Joe was head over fucking heels. David was tactful, David was decent, David was studying goddamn literature. Joe had no right to be sniffing around a man like that anymore than David had any right getting his writer’s hands bloody halfway across the world. In the relative peace of Haguenau, David would settle away from the men to chain-smoke and scribble in that dogeared notebook with his mouth lax and his brow furrowed while Joe practically chewed a hole in his own cheek trying not to ask him what the hell he was writing about anyway (and only halfway hoping it might be him).

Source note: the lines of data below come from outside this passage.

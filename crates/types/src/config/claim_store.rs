// Copyright (c) 2025 Tokenpool Developers.
//
// Licensed under the Apache License, Version 2.0 (the "License");
// you may not use this file except in compliance with the License.
// You may obtain a copy of the License at http://www.apache.org/licenses/LICENSE-2.0

use std::num::NonZeroUsize;
use std::time::Duration;

use serde::{Deserialize, Serialize};
use serde_with::serde_as;

use super::InvalidConfigurationError;
use crate::retries::RetryPolicy;

/// # Claim store options
#[serde_as]
#[derive(Debug, Clone, Serialize, Deserialize, derive_builder::Builder)]
#[serde(rename_all = "kebab-case")]
#[builder(default)]
pub struct ClaimStoreOptions {
    /// # Commit timeout
    ///
    /// Upper bound for a single conditional update against the state store. An update that does
    /// not complete in time is treated like an unavailable store: the batch is rolled back and
    /// the pool resynchronizes on its next commit.
    ///
    /// Can be configured using the [`humantime`](https://docs.rs/humantime/latest/humantime/fn.parse_duration.html) format.
    #[serde_as(as = "serde_with::DisplayFromStr")]
    commit_timeout: humantime::Duration,

    /// # Load retry policy
    ///
    /// Retry policy applied to retryable errors while loading a pool's record from the state
    /// store on first access.
    load_retry_policy: RetryPolicy,

    /// # Max batch size
    ///
    /// Maximum number of queued requests committed together. Requests beyond the limit stay
    /// queued in order for the next batch. Unlimited if unset.
    max_batch_size: Option<NonZeroUsize>,
}

impl ClaimStoreOptions {
    pub fn commit_timeout(&self) -> Duration {
        self.commit_timeout.into()
    }

    pub fn load_retry_policy(&self) -> &RetryPolicy {
        &self.load_retry_policy
    }

    pub fn max_batch_size(&self) -> usize {
        self.max_batch_size.map(NonZeroUsize::get).unwrap_or(usize::MAX)
    }

    pub fn validate(&self) -> Result<(), InvalidConfigurationError> {
        if self.commit_timeout().is_zero() {
            return Err(InvalidConfigurationError::ZeroDuration("commit-timeout"));
        }

        if let RetryPolicy::Exponential { factor, .. } = self.load_retry_policy {
            if factor < 1.0 {
                return Err(InvalidConfigurationError::RetryFactor(factor));
            }
        }

        Ok(())
    }
}

impl Default for ClaimStoreOptions {
    fn default() -> Self {
        Self {
            commit_timeout: Duration::from_secs(5).into(),
            load_retry_policy: RetryPolicy::exponential(
                Duration::from_millis(10),
                2.0,
                Some(10),
                Some(Duration::from_secs(1)),
            ),
            max_batch_size: None,
        }
    }
}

Sometimes they’d fall into step together, and David would offer him an obvious olive branch. He’d ask Joe about his family or his plans for after the war or his favorite issue of Dick Tracy. Joe’s mind would race and he’d try with every fiber of his being to gently take the conversational baton, answer in that cheeky sort of way he had spoken to the girls back home, but instead he’d snarl out a response so harsh that even the war-torn men next to them would avert their eyes. As usual, Webster would take a drag of his cigarette, shake his head, and sigh that sigh that drove Liebgott up a goddamn wall.

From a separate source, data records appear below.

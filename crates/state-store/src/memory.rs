// Copyright (c) 2025 Tokenpool Developers.
//
// Licensed under the Apache License, Version 2.0 (the "License");
// you may not use this file except in compliance with the License.
// You may obtain a copy of the License at http://www.apache.org/licenses/LICENSE-2.0

use std::collections::HashMap;
use std::sync::atomic::{AtomicUsize, Ordering};
use std::time::Duration;

use async_trait::async_trait;
use bytestring::ByteString;
use parking_lot::Mutex;

use tokenpool_types::Version;

use crate::{StateRecord, StateStore, StoreError};

/// In-memory [`StateStore`] with fault injection for tests.
#[derive(Debug, Default)]
pub struct InMemoryStateStore {
    records: Mutex<HashMap<ByteString, StateRecord>>,
    update_delay: Mutex<Option<Duration>>,
    failing_gets: AtomicUsize,
    failing_updates: AtomicUsize,
    update_calls: AtomicUsize,
    updates_in_flight: AtomicUsize,
    max_concurrent_updates: AtomicUsize,
}

impl InMemoryStateStore {
    /// Overwrites the record unconditionally, keeping its version. Simulates a writer outside of
    /// this process.
    pub fn put(&self, record: StateRecord) {
        self.records.lock().insert(record.key.clone(), record);
    }

    pub fn record(&self, key: &ByteString) -> Option<StateRecord> {
        self.records.lock().get(key).cloned()
    }

    /// The next `count` calls to [`StateStore::get`] fail with [`StoreError::Unavailable`].
    pub fn fail_next_gets(&self, count: usize) {
        self.failing_gets.store(count, Ordering::Release);
    }

    /// The next `count` calls to [`StateStore::update`] fail with [`StoreError::Unavailable`].
    pub fn fail_next_updates(&self, count: usize) {
        self.failing_updates.store(count, Ordering::Release);
    }

    /// Delays every subsequent [`StateStore::update`] by `delay`.
    pub fn set_update_delay(&self, delay: Option<Duration>) {
        *self.update_delay.lock() = delay;
    }

    pub fn update_calls(&self) -> usize {
        self.update_calls.load(Ordering::Acquire)
    }

    /// Highest number of [`StateStore::update`] calls observed running at the same time.
    pub fn max_concurrent_updates(&self) -> usize {
        self.max_concurrent_updates.load(Ordering::Acquire)
    }

    fn apply_update(&self, records: Vec<StateRecord>) -> Result<Vec<StateRecord>, StoreError> {
        let mut stored = self.records.lock();

        let mut mismatches = Vec::new();
        for record in &records {
            match stored.get(&record.key) {
                None => return Err(StoreError::NotFound(record.key.clone())),
                Some(current) if current.version != record.version => {
                    mismatches.push(current.clone())
                }
                Some(_) => {}
            }
        }

        if mismatches.is_empty() {
            for mut record in records {
                record.version = record.version.next();
                stored.insert(record.key.clone(), record);
            }
        }

        Ok(mismatches)
    }
}

/// Tracks running updates, including those dropped by a caller's timeout.
struct InFlightGuard<'a>(&'a InMemoryStateStore);

impl<'a> InFlightGuard<'a> {
    fn enter(store: &'a InMemoryStateStore) -> Self {
        let in_flight = store.updates_in_flight.fetch_add(1, Ordering::AcqRel) + 1;
        store
            .max_concurrent_updates
            .fetch_max(in_flight, Ordering::AcqRel);
        Self(store)
    }
}

impl Drop for InFlightGuard<'_> {
    fn drop(&mut self) {
        self.0.updates_in_flight.fetch_sub(1, Ordering::AcqRel);
    }
}

#[async_trait]
impl StateStore for InMemoryStateStore {
    async fn get(
        &self,
        keys: Vec<ByteString>,
    ) -> Result<HashMap<ByteString, StateRecord>, StoreError> {
        if self
            .failing_gets
            .fetch_update(Ordering::AcqRel, Ordering::Acquire, |n| n.checked_sub(1))
            .is_ok()
        {
            return Err(StoreError::unavailable("injected get failure"));
        }

        let stored = self.records.lock();
        Ok(keys
            .into_iter()
            .filter_map(|key| stored.get(&key).cloned().map(|record| (key, record)))
            .collect())
    }

    async fn create(&self, records: Vec<StateRecord>) -> Result<Vec<ByteString>, StoreError> {
        let mut stored = self.records.lock();
        let mut existing = Vec::new();

        for mut record in records {
            if stored.contains_key(&record.key) {
                existing.push(record.key);
            } else {
                record.version = Version::MIN;
                stored.insert(record.key.clone(), record);
            }
        }

        Ok(existing)
    }

    async fn update(&self, records: Vec<StateRecord>) -> Result<Vec<StateRecord>, StoreError> {
        self.update_calls.fetch_add(1, Ordering::AcqRel);
        let _in_flight = InFlightGuard::enter(self);

        let delay = *self.update_delay.lock();
        if let Some(delay) = delay {
            tokio::time::sleep(delay).await;
        }

        let result = if self
            .failing_updates
            .fetch_update(Ordering::AcqRel, Ordering::Acquire, |n| n.checked_sub(1))
            .is_ok()
        {
            Err(StoreError::unavailable("injected update failure"))
        } else {
            self.apply_update(records)
        };

        result
    }

    async fn delete(&self, records: Vec<StateRecord>) -> Result<Vec<StateRecord>, StoreError> {
        let mut stored = self.records.lock();

        let mismatches: Vec<_> = records
            .iter()
            .filter_map(|record| {
                stored
                    .get(&record.key)
                    .filter(|current| current.version != record.version)
                    .cloned()
            })
            .collect();

        if mismatches.is_empty() {
            for record in records {
                stored.remove(&record.key);
            }
        }

        Ok(mismatches)
    }
}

“Just trying to make conversation, Lieb.”
“Yeah, well, you’re pretty fucking bad at it, Webster.”
At night, Joe would stare up at the ceiling and practice his German. He enjoyed translating in his head; it gave him something to focus on that wasn’t the stray mortar shriek or the soft snores of David across the room. There was something about the severity of the language that made it easier for him to think up gentler words. Sleep would inevitably claim him before he had said all he wanted to say to Webster, even if it was just in the privacy of his own imagination.
The next morning felt a little different for Joe, maybe it was the snow melting under a sun that felt warmer every day, maybe it was his stomach being full more often than not, maybe it was the fact that they’d both made it across that icy river relatively safe and relatively sound. At any rate, Joe never felt braver than he did at this moment, so he bit the bullet and grabbed David by the arm.
“Du bist nicht so schlimm, Web.”
“Danke, Lieb."
Things changed after that. Joe would whistle to himself during the day while dodging the pokes and prods of a teasing Grant. Whenever he’d catch David’s eye, they’d both grin, goofy and wide, learning to speak to one another without words. Joe felt his heart hammer and swell in a way it hadn’t since he’d first hopped out of a plane. Though this didn’t feel like plummeting to certain destruction, this felt like standing at the precipice of creation.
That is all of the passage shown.